Minnesota doctors seek answers to opioid crisis
DULUTH, Minn. -- Saying the abuse of prescription pain pills has reached "epidemic proportions," the organization that speaks for Minnesota's doctors is reconvening a task force on the subject.
DULUTH, Minn. -- Saying the abuse of prescription pain pills has reached “epidemic proportions,” the organization that speaks for Minnesota’s doctors is reconvening a task force on the subject.
“In spite of things we’ve tried over the past couple of years, we have not seen a drop in (overdose) deaths,” said Dr. Dave Thorson, president of the Minnesota Medical Association. “We’re seeing heroin overdoses increase. … The reality is that we have more evidence of how big a problem this is.”
The 14-doctor panel, chaired by Dr. Beth Baker of Minneapolis, includes Dr. Elisabeth Bilden, a toxicologist for Essentia Health in Duluth. The MMA announced last week that it was being recovened.
The U.S. Centers for Disease Control reported earlier this year that 78 Americans die every day from opioid overdoses, and that at least half of opioid overdose deaths involve prescription opioids such as oxycodone, hydrocodone and methadone.
In Minnesota, 572 people died of overdoses in 2015, the Minnesota Department of Health reported earlier this year, including 31 in St. Louis County -- where there were no overdose deaths at all from 2002-10.
The epidemic had a high-profile victim earlier this year in Minnesota with the death of the pop star Prince, who reportedly died from an accidental overdose of fentanyl, an extremely powerful synthetic opioid.
Doctors are involved because the supply of prescription opioids starts with them, one of Minnesota’s foremost experts on drug abuse said.
“The medical community has a tremendous role to play” in addressing the epidemic, said Carol Falkowski, director of the St. Paul-based Drug Abuse Dialogues. “Typically to address a drug epidemic it involves prevention, treatment and law enforcement. But with this epidemic, we have to look at the very practice of medicine.”
The medical side of the problem reaches back about 25 years, Thorson said, when doctors and medical students were encouraged to treat pain aggressively. As opioids were prescribed more freely, some patients became addicted to the drugs.

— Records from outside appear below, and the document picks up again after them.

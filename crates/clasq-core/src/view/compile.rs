//! SELECT assembly and the lazy compile/execute lifecycle.

use tracing::debug;

use crate::error::Result;
use crate::expr::Operator;
use crate::query::QueryData;
use crate::table_data::TableData;

use super::{View, ViewKind, ViewState};

impl View {
    /// Returns the compiled SELECT statement, compiling it on first access.
    ///
    /// Query arguments stay unresolved; see [`View::with_args`].
    ///
    /// # Errors
    ///
    /// Fails if an expression of the view cannot be rendered or two
    /// arguments conflict.
    pub fn select_query(&self) -> Result<QueryData> {
        let mut state = self.0.state.lock();
        if let ViewState::Compiled(query) | ViewState::Executed { query, .. } = &*state {
            return Ok(query.clone());
        }
        let query = self.compile_select()?;
        *state = ViewState::Compiled(query.clone());
        Ok(query)
    }

    /// Returns the rows of this view, running the query on first access.
    ///
    /// # Errors
    ///
    /// Returns [`ObjectError::NotSet`](crate::error::ObjectError::NotSet)
    /// without a database, an argument error for unresolved arguments and
    /// any driver error.
    pub fn result(&self) -> Result<TableData> {
        let mut state = self.0.state.lock();
        let query = match &*state {
            ViewState::Executed { result, .. } => return Ok(result.clone()),
            ViewState::Compiled(query) => query.clone(),
            ViewState::Built => {
                let query = self.compile_select()?;
                *state = ViewState::Compiled(query.clone());
                query
            }
        };
        let db = self.database()?;
        let result = db.query(&query)?;
        debug!(view = ?self, rows = result.len(), "view executed");
        *state = ViewState::Executed {
            query,
            result: result.clone(),
        };
        Ok(result)
    }

    /// Runs the query now so later [`View::result`] calls are served from
    /// memory.
    ///
    /// # Errors
    ///
    /// Same as [`View::result`].
    pub fn prepare_result(&self) -> Result<()> {
        self.result().map(drop)
    }

    /// Returns `true` once the result has been fetched.
    #[must_use]
    pub fn is_result_ready(&self) -> bool {
        matches!(&*self.0.state.lock(), ViewState::Executed { .. })
    }

    fn compile_select(&self) -> Result<QueryData> {
        let inner = &self.0;
        if let ViewKind::WithArgs { target, args } = &inner.kind {
            return target.select_query()?.call(args);
        }

        let mut qd = QueryData::new();
        qd.append_keyword("SELECT")?;
        for (i, expr) in inner.selected.iter().enumerate() {
            if i > 0 {
                qd.append_keyword(",")?;
            }
            expr.append_select_column(&mut qd)?;
        }

        qd.append_keyword("FROM")?;
        self.base().append_from(&mut qd)?;

        if !inner.where_expr.is_none() {
            qd.append_keyword("WHERE")?;
            qd.append(&inner.where_expr)?;
        }
        if !inner.groups.is_empty() {
            qd.append_keyword("GROUP BY")?;
            qd.append_joined(&inner.groups.to_vec(), ",")?;
        }
        if !inner.orders.is_empty() {
            qd.append_keyword("ORDER BY")?;
            for (i, expr) in inner.orders.iter().enumerate() {
                if i > 0 {
                    qd.append_keyword(",")?;
                }
                expr.append_ordered(&mut qd)?;
            }
        }
        if let Some(limit) = &inner.limit {
            qd.append_keyword("LIMIT")?;
            qd.append(limit)?;
        }
        if let Some(offset) = &inner.offset {
            qd.append_keyword("OFFSET")?;
            qd.append(offset)?;
        }
        Ok(qd)
    }

    fn append_from(&self, qd: &mut QueryData) -> Result<()> {
        match &self.0.kind {
            ViewKind::Table(info) => {
                qd.append_object_name(&info.name)?;
            }
            ViewKind::Subquery { name, target } => {
                qd.append_keyword("(")?;
                qd.append_query_data(&target.select_query()?)?;
                qd.append_keyword(")")?;
                qd.append_keyword("AS")?;
                qd.append_object_name(name)?;
            }
            ViewKind::Joined(join) => {
                qd.append_keyword("(")?;
                join.dest.base().append_from(qd)?;
                qd.append(join.join_type)?;
                qd.append_keyword("JOIN")?;
                join.joined.base().append_from(qd)?;
                // The joined view's own filter belongs to the ON condition.
                let on = Operator::And.binary(join.on.clone(), join.joined.0.where_expr.clone());
                if !on.is_none() {
                    qd.append_keyword("ON")?;
                    qd.append(&on)?;
                }
                qd.append_keyword(")")?;
            }
            ViewKind::Custom { base } => base.append_from(qd)?,
            ViewKind::WithArgs { target, .. } => target.append_from(qd)?,
        }
        Ok(())
    }
}

#[cfg(test)]
mod tests {
    use crate::expr::{arg, Expr};
    use crate::query::ArgValues;
    use crate::schema::column::{int, varchar};
    use crate::schema::table::TableInfo;
    use crate::value::SqlValue;
    use crate::view::View;

    fn products() -> View {
        View::new_table(
            TableInfo::detached("products"),
            &[int("id").primary_key(), int("category_id"), varchar("name", 128), int("price")],
        )
    }

    fn categories() -> View {
        View::new_table(
            TableInfo::detached("categories"),
            &[int("id").primary_key(), varchar("name", 64)],
        )
    }

    #[test]
    fn test_join_from_fragment() {
        let (products, categories) = (products(), categories());
        let on = products
            .get_column("category_id")
            .unwrap()
            .eq(categories.get_column("id").unwrap());
        let view = products
            .inner_join(&categories.where_eq("id", 3).unwrap(), on)
            .unwrap()
            .select_column(["name", "categories_name"])
            .unwrap();
        let qd = view.select_query().unwrap();
        assert_eq!(
            qd.stmt(),
            "SELECT `products`.`name`, `categories`.`name` AS `categories_name` \
             FROM (`products` INNER JOIN `categories` \
             ON ((`products`.`category_id` = `categories`.`id`) AND (`categories`.`id` = ?)))"
        );
        assert_eq!(qd.params().unwrap(), vec![SqlValue::Int(3)]);
    }

    #[test]
    fn test_cross_join_has_no_on() {
        let view = products().cross_join(&categories()).unwrap();
        let stmt = view.select_query().unwrap().stmt().to_string();
        assert!(stmt.ends_with("FROM (`products` CROSS JOIN `categories`)"));
    }

    #[test]
    fn test_group_and_order() {
        let products = products();
        let price = products.get_column("price").unwrap();
        let view = products
            .select_column(["category_id"])
            .unwrap()
            .add_column([(price.sum(), "total")])
            .unwrap()
            .group_by(["category_id"])
            .unwrap()
            .order_by(["-total"])
            .unwrap();
        assert_eq!(
            view.select_query().unwrap().stmt(),
            "SELECT `products`.`category_id`, SUM(`products`.`price`) AS `total` \
             FROM `products` GROUP BY `products`.`category_id` \
             ORDER BY SUM(`products`.`price`) DESC"
        );
    }

    #[test]
    fn test_subquery_from() {
        let products = products();
        let inner = products.where_eq("category_id", 4).unwrap().subquery("kb").unwrap();
        let view = inner.where_clause(inner.get_column("price").unwrap().gt(5000)).unwrap();
        let qd = view.select_query().unwrap();
        assert_eq!(
            qd.stmt(),
            "SELECT `kb`.`id`, `kb`.`category_id`, `kb`.`name`, `kb`.`price` \
             FROM (SELECT `products`.`id`, `products`.`category_id`, `products`.`name`, \
             `products`.`price` FROM `products` WHERE (`products`.`category_id` = ?)) AS `kb` \
             WHERE (`kb`.`price` > ?)"
        );
        assert_eq!(
            qd.params().unwrap(),
            vec![SqlValue::Int(4), SqlValue::Int(5000)]
        );
    }

    #[test]
    fn test_with_args_resolves_statement() {
        let products = products();
        let view = products.where_eq("id", arg(0)).unwrap();
        let compiled = view.select_query().unwrap();
        assert!(compiled.has_args());
        assert!(compiled.params().unwrap_err().is_argument_error());

        let bound = view.with_args(ArgValues::new().arg(7));
        let qd = bound.select_query().unwrap();
        assert_eq!(qd.stmt(), compiled.stmt());
        assert_eq!(qd.params().unwrap(), vec![SqlValue::Int(7)]);

        assert!(view.with_args(ArgValues::new()).select_query().is_err());
        assert!(view
            .with_args(ArgValues::new().arg(1).arg(2))
            .select_query()
            .is_err());
    }

    #[test]
    fn test_derived_from_bound_view_keeps_args() {
        let products = products();
        let view = products
            .where_eq("id", arg(0))
            .unwrap()
            .with_args(ArgValues::new().arg(7))
            .limit(1)
            .unwrap();
        let qd = view.select_query().unwrap();
        assert!(qd.stmt().ends_with("WHERE (`products`.`id` = ?) LIMIT ?"));
        assert_eq!(qd.params().unwrap(), vec![SqlValue::Int(7), SqlValue::Int(1)]);
    }

    #[test]
    fn test_compiled_query_is_memoized() {
        let view = products().where_clause(Expr::none()).unwrap();
        let first = view.select_query().unwrap();
        let second = view.select_query().unwrap();
        assert_eq!(first, second);
        assert!(!view.is_result_ready());
    }
}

But there has been a “paradigm shift” in recent years, Thorson said, as doctors increasingly are learning to use opioids only for treating short-term acute pain - such as following surgery - and not for long-term chronic pain.
“We have people who are having orthopedic surgeries where they’re only being treated with opioids for three to five days and then they’re transitioning to Ibuprofen and Tylenol, which would never have been heard of five years ago,” said Thorson, a family doctor in the Twin Cities. “So I think we’re all realizing that there are other ways to treat pain.”
Thorson said he expects the task force to meet two or three times before reporting their findings to the MMA’s governing board. They’ll look at such issues as when monitoring patients’ prescriptions should be mandatory, when additional training in prescribing opioids is appropriate and how to expand the number of doctors licensed to prescribe suboxone, an opioid that is sometimes used for treating opioid dependence.
Better education for medical professionals is a key, Falkowski said. Medical schools provide future doctors with little training on addiction, she said, and few of those who enroll in addiction treatment programs were referred by their doctors.
“They aren’t trained about addiction,” she said of physicians. “They probably see it all the time, but don’t recognize it, don’t identify it and don’t know what to do about it when they do see it.”